Not that his parents, both talented recording artists, don’t inhabit the album. They are there in every churchy vocal run, every chirpy organ motive, and every aggressive New York choir harmony. Crispell just doesn’t want you to feel sympathy for him.

For example, the autobiographical and all-too-brief “Not the End of Your Story,” one of the four songs carried over from the earlier EP, has the characteristic of the penultimate ballad in a Broadway musical, when the main character, having experienced the lowest of the lows, sees the light ahead. It seems to sum up Crispell’s state of being.

Sunday Best alumnae Amber Bullock and Y’Anna Crawley, and that force of nature Maranda Curtis, are supporting vocalists on the double-time “My Dance is Victory.” The ladies press Crispell to ever-higher levels of vocal intensity as he expresses gratitude to God for bringing him out of gloom and into glory. It’s designed to get congregants out of the benches and into the aisles, throwing sacred shapes.

“Victory” offers up the album’s more frequent theme: God giving salvation and mercy despite our imperfections. “My Favorite Gift,” a duet with Sunday Best finalist Joshua Copeland, also contains gratitude for blessings we don’t deserve.

The most gospel-sounding selection, at least in melody and lyric, is the anthemic “He Can.” At the vamp, Crispell drops in some gospel runs, falsetto flights, and throaty shouts while the organ warbles.
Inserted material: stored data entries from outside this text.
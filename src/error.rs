//! Error types for COLLADA conversion.

use thiserror::Error;

/// Errors that can occur while reading, converting or writing COLLADA scenes.
#[derive(Debug, Error)]
pub enum ColladaError {
    /// XML parsing error.
    #[error("XML parse error: {0}")]
    XmlParse(String),

    /// A required element is missing, or the document has no usable content.
    #[error("malformed document: {0}")]
    MalformedDocument(String),

    /// A SIDREF, URL, bind symbol or parameter did not resolve.
    #[error("unresolved reference '{reference}' from {context}")]
    UnresolvedReference {
        /// The reference text as written in the document.
        reference: String,
        /// Where resolution started.
        context: String,
    },

    /// A geometry, equation, transform or axis kind that is not understood.
    #[error("unsupported shape: {0}")]
    UnsupportedShape(String),

    /// An element holds text that is not a list of numbers.
    #[error("invalid number '{value}' in <{element}>")]
    InvalidNumber {
        /// The element containing the value.
        element: String,
        /// The offending token.
        value: String,
    },

    /// Kinematic loop detected.
    #[error("kinematic loop detected: {0}")]
    KinematicLoop(String),

    /// Reference to a link that was never extracted.
    #[error("reference to undefined link: {link_name} in joint {joint_name}")]
    UndefinedLink {
        /// The link name that was referenced.
        link_name: String,
        /// The joint that referenced it.
        joint_name: String,
    },

    /// No root link found.
    #[error("no root link found (all links are children of joints)")]
    NoRootLink,

    /// Multiple root links found.
    #[error("multiple root links found: {0:?}")]
    MultipleRootLinks(Vec<String>),

    /// The mesh import collaborator failed.
    #[error("mesh import failed: {0}")]
    Import(String),
}

impl ColladaError {
    /// Create a malformed document error.
    pub fn malformed(message: impl Into<String>) -> Self {
        Self::MalformedDocument(message.into())
    }

    /// Create an unresolved reference error.
    pub fn unresolved(reference: impl Into<String>, context: impl Into<String>) -> Self {
        Self::UnresolvedReference {
            reference: reference.into(),
            context: context.into(),
        }
    }

    /// Create an unsupported shape error.
    pub fn unsupported(what: impl Into<String>) -> Self {
        Self::UnsupportedShape(what.into())
    }

    /// Create an invalid number error.
    pub fn invalid_number(element: impl Into<String>, value: impl Into<String>) -> Self {
        Self::InvalidNumber {
            element: element.into(),
            value: value.into(),
        }
    }

    /// Create an undefined link error.
    pub fn undefined_link(link_name: impl Into<String>, joint_name: impl Into<String>) -> Self {
        Self::UndefinedLink {
            link_name: link_name.into(),
            joint_name: joint_name.into(),
        }
    }

    /// Whether this error aborts a whole conversion.
    ///
    /// Unresolved references and unsupported shapes are recovered locally by
    /// skipping the dependent feature; everything else is fatal.
    pub fn is_fatal(&self) -> bool {
        !matches!(
            self,
            Self::UnresolvedReference { .. } | Self::UnsupportedShape(_) | Self::Import(_)
        )
    }
}

/// Result type for COLLADA operations.
pub type Result<T> = std::result::Result<T, ColladaError>;

#[cfg(test)]
#[allow(clippy::unwrap_used, clippy::expect_used)]
mod tests {
    use super::*;

    #[test]
    fn test_unresolved_display() {
        let err = ColladaError::unresolved("kmodel0/joint1", "attachment_full");
        assert!(err.to_string().contains("kmodel0/joint1"));
        assert!(err.to_string().contains("attachment_full"));
    }

    #[test]
    fn test_invalid_number() {
        let err = ColladaError::invalid_number("float_array", "1.0x");
        assert!(err.to_string().contains("float_array"));
        assert!(err.to_string().contains("1.0x"));
    }

    #[test]
    fn test_fatality() {
        assert!(!ColladaError::unresolved("a", "b").is_fatal());
        assert!(!ColladaError::unsupported("polygons").is_fatal());
        assert!(ColladaError::malformed("no scene").is_fatal());
        assert!(ColladaError::NoRootLink.is_fatal());
        assert!(ColladaError::MultipleRootLinks(vec!["a".into(), "b".into()]).is_fatal());
    }
}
The feel-good praiser “Wonderful is Your Name” also contains elements of traditional church.

The album’s sleeper is “The Blessing,” an exquisite duet between Crispell and Maranda Curtis, a longtime family friend. Not surprisingly, given its CCM bona fides, “The Blessing” has a Hillsong vibe (the album contains several examples of CCM-gospel blends) but the singers inject it with gospel vocal techniques. Like “The Blessing,” “God of Miracles” (Bullock and Crawley return) is orchestral in sweep. Its call for covering over all children “standing in the need,” is cloaked commentary on today’s social issues.

Since the cover art evokes the front of a vinyl LP, it would be interesting to see I’ve Got a Testimony released on vinyl, five songs on each side.

A couple more new songs would have given purchasers of the EP even more incentive to dive into the full album. Nevertheless, I’ve Got a Testimony is an excellent example of Melvin Crispell III’s vocal proclivities. And as for the testimony: it’s him having made it over the rough side of the mountain.

Four of Five Stars

Picks: “The Blessing,” “My Dance is Victory,” “He Can”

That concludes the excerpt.